[Assignment] Copy each line of the following data that contains "into".

[Data in this exercise]
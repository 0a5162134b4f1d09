use std::path::Path;
use std::time::Instant;

use anyhow::{Context, Result};
use serde::Deserialize;
use social_graph_core::{GraphStore, Persona, StoreConfig};
use tracing::info;

const SAMPLE: &str = include_str!("../data/sample.json");

/// Personas in registration order plus the friendships between them.
#[derive(Debug, Deserialize)]
pub struct Dataset {
    pub personas: Vec<Persona>,
    #[serde(default)]
    pub connections: Vec<(String, String)>,
}

impl Dataset {
    pub fn sample() -> Result<Self> {
        Self::from_json(SAMPLE).context("built-in sample dataset is malformed")
    }

    pub fn from_json(text: &str) -> Result<Self> {
        Ok(serde_json::from_str(text)?)
    }

    pub fn read(path: &Path) -> Result<Self> {
        let text = std::fs::read_to_string(path)
            .with_context(|| format!("reading dataset {}", path.display()))?;
        Self::from_json(&text).with_context(|| format!("parsing dataset {}", path.display()))
    }
}

/// Dataset from `path`, or the built-in sample when none is given.
pub fn read_dataset(path: Option<&Path>) -> Result<Dataset> {
    match path {
        Some(p) => Dataset::read(p),
        None => Dataset::sample(),
    }
}

#[derive(Debug, Clone, Copy)]
pub struct LoadReport {
    pub persona_count: usize,
    pub connection_count: usize,
    pub load_time_ms: f64,
}

/// Register every persona, then apply every connection, in file order.
///
/// Stops at the first rejected entry and names it.
pub fn build_store(dataset: &Dataset, config: StoreConfig) -> Result<(GraphStore, LoadReport)> {
    let start = Instant::now();
    let mut store = GraphStore::with_config(
        config.with_initial_capacity(config.initial_capacity.max(dataset.personas.len())),
    );

    for (i, persona) in dataset.personas.iter().enumerate() {
        store
            .register_user(persona.clone())
            .with_context(|| format!("persona #{} (id {})", i + 1, persona.id()))?;
    }

    for (i, (a, b)) in dataset.connections.iter().enumerate() {
        store
            .connect(a, b)
            .with_context(|| format!("connection #{} ({} - {})", i + 1, a, b))?;
    }

    let report = LoadReport {
        persona_count: store.persona_count(),
        connection_count: store.connection_count(),
        load_time_ms: start.elapsed().as_secs_f64() * 1000.0,
    };
    info!(
        personas = report.persona_count,
        connections = report.connection_count,
        load_time_ms = report.load_time_ms,
        "dataset loaded"
    );

    Ok((store, report))
}

#[cfg(test)]
mod tests {
    use super::*;
    use social_graph_core::GraphError;

    #[test]
    fn test_sample_loads() {
        let dataset = Dataset::sample().unwrap();
        let (store, report) = build_store(&dataset, StoreConfig::default()).unwrap();
        assert_eq!(report.persona_count, 5);
        assert_eq!(report.connection_count, 4);
        assert_eq!(store.connection_level("1", "5").unwrap(), 2);
    }

    #[test]
    fn test_connections_optional() {
        let dataset = Dataset::from_json(
            r#"{"personas":[{"id":"a","name":"A","birth_date":"2000-01-01","city":"X","registration_date":"2024-01-01"}]}"#,
        )
        .unwrap();
        assert!(dataset.connections.is_empty());
    }

    #[test]
    fn test_missing_persona_field_rejected() {
        let err = Dataset::from_json(r#"{"personas":[{"id":"a","name":"A"}]}"#).unwrap_err();
        assert!(err.to_string().contains("missing field"));
    }

    #[test]
    fn test_duplicate_persona_names_entry() {
        let mut dataset = Dataset::sample().unwrap();
        let dup = dataset.personas[0].clone();
        dataset.personas.push(dup);

        let err = build_store(&dataset, StoreConfig::default()).err().unwrap();
        assert_eq!(err.to_string(), "persona #6 (id 1)");
        assert_eq!(
            err.downcast_ref::<GraphError>(),
            Some(&GraphError::DuplicateUser("1".into()))
        );
    }

    #[test]
    fn test_bad_connection_names_entry() {
        let mut dataset = Dataset::sample().unwrap();
        dataset.connections.push(("1".into(), "9".into()));

        let err = build_store(&dataset, StoreConfig::default()).err().unwrap();
        assert_eq!(err.to_string(), "connection #5 (1 - 9)");
        assert!(err.downcast_ref::<GraphError>().unwrap().is_not_found());
    }
}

[Exercise result]
            Some(&GraphError::DuplicateUser("1".into()))
        dataset.connections.push(("1".into(), "9".into()));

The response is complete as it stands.